He confesses that it was a black hat "proof of concept", but he's refunded the money and reported things to Patreon.

Patreon, and ANY website that has user's profiles as permalinks, should reserve ANY account name that has been deleted to prevent squatting.

I'm not sure how this works with the right to be forgotten laws though; I have a gut feeling that you can have your profile deleted and the leftover URLs and permalinks just go to 404 or other kinds of placeholders.

Wouldn't the proper status code be "410 Gone" in that case?
Then you are leaking info about previous (or private) existence of the resource. If I recall correctly github does 404 for existing private repos, for example.
This post is wild. The author does not seem to realize they are confessing to a relatively serious crime, and even calls it a "profitable business"!
The writer at the end refunds the money and messages Patreon to fix the issue, I think that would go massively in his favour in the rare change it ended up in front of a judge.
Yes, this is called white-hat or ethical hacking, a well-established concept even at the government level.
I was going to leave this alone, but it's important to point out this is not white hat..

This world still be black hat (or arguably grey hat)...

White hat would have been realizing the possible problem and informing the company without actually making the account (or, with only making the account or prove the link, but not taking money from anyone)

You could possibly argue that if the author "cheated himself" only, that's okay... E.g. paid themselves through patreon... Assuming the author eats the cost difference and doesn't refund.

The author actually defrauded unaware visitors, intentionally, he has caused harm to them, patreon (financially or good will/name), and the money transfer networks; this is at a minimum grey hat... Sure, the end user donating was made whole, but other business entities were harmed... Someone eats that transaction fee.

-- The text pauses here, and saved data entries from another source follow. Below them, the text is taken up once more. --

pub const UNKNOWN_LENGTH: &str = "Unknown";

/// 將秒數格式化為 `HH:MM:SS`，無法取得長度時回傳 "Unknown"
#[must_use]
pub fn format_length(duration_seconds: Option<f64>) -> String {
    let Some(seconds) = duration_seconds.filter(|d| d.is_finite() && *d >= 0.0) else {
        return UNKNOWN_LENGTH.to_string();
    };

    let secs = seconds as u64;
    let h = secs / 3600;
    let m = (secs % 3600) / 60;
    let s = secs % 60;
    format!("{h:02}:{m:02}:{s:02}")
}

#[cfg(test)]
mod tests {
    use super::*;

    #[test]
    fn test_format_length() {
        assert_eq!(format_length(Some(600.0)), "00:10:00");
        assert_eq!(format_length(Some(3725.9)), "01:02:05");
        assert_eq!(format_length(Some(0.0)), "00:00:00");
    }

    #[test]
    fn test_format_length_unknown() {
        assert_eq!(format_length(None), UNKNOWN_LENGTH);
        assert_eq!(format_length(Some(f64::NAN)), UNKNOWN_LENGTH);
        assert_eq!(format_length(Some(-1.0)), UNKNOWN_LENGTH);
    }
}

No it isn’t. White hats are very careful to ensure that their work does not affect other people. “I gave the money back” isn’t good enough.
This is not always possible, however. How should the hacker have proceeded in this case?
By stopping. If it is not possible for you to penetrate a service without causing disruption or harm to others, then you stop. You could reach out to the business and say "hey, you should consider checking this out" or asking if they offer some sort of test system for pentesters. But sometimes the result is just to not proceed at all.
If he'd _needed_ to test payment (arguable), he could have created a 'real' account, deleted it, squatted his own deleted account, and sent payments to it himself.
Pushing beyond the account creation step wasn't necessary. Enabling the payment functionality is where it deviated into black hat territory.
Legal consequences aren't the only form of consequences. In this post the author mentions their (legitimate) business.

If I was a potential customer looking into said business and found this post I would be very offput by the lack of morals. The strongest condemnation we receive for literal theft is they "didn't want to", the author barely even seems to understand why their behavior is immoral.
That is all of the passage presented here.